Also, the demand curve have to be considered with supply curve only when we use supply-demand model. When using the law of demand alone, it is not necessary to use the supply curve. It is two totally different matters. Just like we don't apply some game theory concepts into the normal supply-demand model for analysis (unless there are some other purpose to state something about strageic interaction in this supply-demand model), we don't consider the supply-side if we use only the law of demand to make prediction since the supply-side is irrelevant for our use of prediction.
Well, by law of demand, price and quantity are negatively related. It is something of must. Otherwise, you will come up some predictions like "if the price increase, the quantity may goes up, remains unchanged, or goes down.", which is useless again.

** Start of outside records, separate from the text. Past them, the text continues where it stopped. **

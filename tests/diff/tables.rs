use crate::helpers::builders::{SnapshotBuilder, col, diff_with, sql};
use pgdelta::ddl::Ddl;
use pgdelta::diff::Mode;
use pgdelta::diff::operations::{MigrationStep, TableOperation};

fn users() -> Ddl {
    SnapshotBuilder::new()
        .table(
            "users",
            vec![col("id", "integer").primary_key(), col("email", "text").not_null()],
        )
        .build()
}

#[test]
fn test_create_table_from_empty() {
    let statements = sql(&Ddl::new(), &users(), &[]);
    assert_eq!(
        statements,
        vec!["CREATE TABLE \"users\" (\n\t\"id\" int4 PRIMARY KEY,\n\t\"email\" text NOT NULL\n);"]
    );
}

#[test]
fn test_drop_table_drops_only_the_table() {
    let statements = sql(&users(), &Ddl::new(), &[]);
    assert_eq!(statements, vec!["DROP TABLE \"users\";"]);
}

#[test]
fn test_declared_table_and_column_rename() {
    let from = SnapshotBuilder::new()
        .table("users", vec![col("id", "integer").primary_key()])
        .build();
    let to = SnapshotBuilder::new()
        .table("users1", vec![col("id1", "integer").primary_key()])
        .build();

    let statements = sql(
        &from,
        &to,
        &["public.users->public.users1", "public.users1.id->public.users1.id1"],
    );
    assert_eq!(
        statements,
        vec![
            "ALTER TABLE \"users\" RENAME TO \"users1\";",
            "ALTER TABLE \"users1\" RENAME COLUMN \"id\" TO \"id1\";",
        ]
    );
}

#[test]
fn test_undeclared_rename_is_drop_and_create() {
    let from = SnapshotBuilder::new()
        .table("users", vec![col("id", "integer")])
        .build();
    let to = SnapshotBuilder::new()
        .table("accounts", vec![col("id", "integer")])
        .build();

    let result = diff_with(&from, &to, &[], Mode::Default).unwrap();
    assert!(matches!(
        result.steps.as_slice(),
        [
            MigrationStep::Table(TableOperation::Drop { .. }),
            MigrationStep::Table(TableOperation::Create { .. }),
        ]
    ));
    assert_eq!(result.sql_statements[0], "DROP TABLE \"users\";");
    assert!(result.sql_statements[1].starts_with("CREATE TABLE \"accounts\""));
}

#[test]
fn test_declared_move_between_schemas() {
    let from = SnapshotBuilder::new()
        .schema("app")
        .table("users", vec![col("id", "integer")])
        .build();
    let to = SnapshotBuilder::new()
        .schema("app")
        .table_in("app", "users", vec![col("id", "integer")])
        .build();

    let statements = sql(&from, &to, &["public.users->app.users"]);
    assert_eq!(statements, vec!["ALTER TABLE \"users\" SET SCHEMA \"app\";"]);
}

#[test]
fn test_referencing_table_is_dropped_first() {
    let from = SnapshotBuilder::new()
        .table("users", vec![col("id", "integer").primary_key()])
        .table(
            "posts",
            vec![col("id", "integer").primary_key(), col("author_id", "integer")],
        )
        .foreign_key("posts", &["author_id"], "users", &["id"])
        .build();

    let statements = sql(&from, &Ddl::new(), &[]);
    assert_eq!(
        statements,
        vec!["DROP TABLE \"posts\";", "DROP TABLE \"users\";"]
    );
}

#[test]
fn test_created_table_gets_foreign_keys_after_creation() {
    let to = SnapshotBuilder::new()
        .table(
            "posts",
            vec![col("id", "integer").primary_key(), col("author_id", "integer")],
        )
        .table("users", vec![col("id", "integer").primary_key()])
        .foreign_key("posts", &["author_id"], "users", &["id"])
        .build();

    let statements = sql(&Ddl::new(), &to, &[]);
    assert_eq!(statements.len(), 3);
    assert!(statements[0].starts_with("CREATE TABLE \"posts\""));
    assert!(statements[1].starts_with("CREATE TABLE \"users\""));
    assert_eq!(
        statements[2],
        "ALTER TABLE \"posts\" ADD CONSTRAINT \"posts_author_id_users_id_fkey\" \
         FOREIGN KEY (\"author_id\") REFERENCES \"users\"(\"id\");"
    );
}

I think the CEO in your case is simply mentioning about the "money price" (only the money that we have to pay of a certain good), but not the "full price" (all the things we have to give up to get a certain good, like time, other goods, money, etc.) . In the law of demand, the "price" should be the "full price", but not the "money price" only. Therefore, as the CEO said, the (money) price change may not increase the quantity of buying the luxury goods, but yet, it is not the refutation of the law of demand, by the (at least) two reasons:
1. The full price is not decreased even if the money price is decreased. It is because the time cost of buying the goods may be increased as the money price falls. As the money price falls, there will be more people rushing to the shops, and this makes consumers waste more time in lining up. Therefore, the full price of the good may be not decreased simply by the price decrease.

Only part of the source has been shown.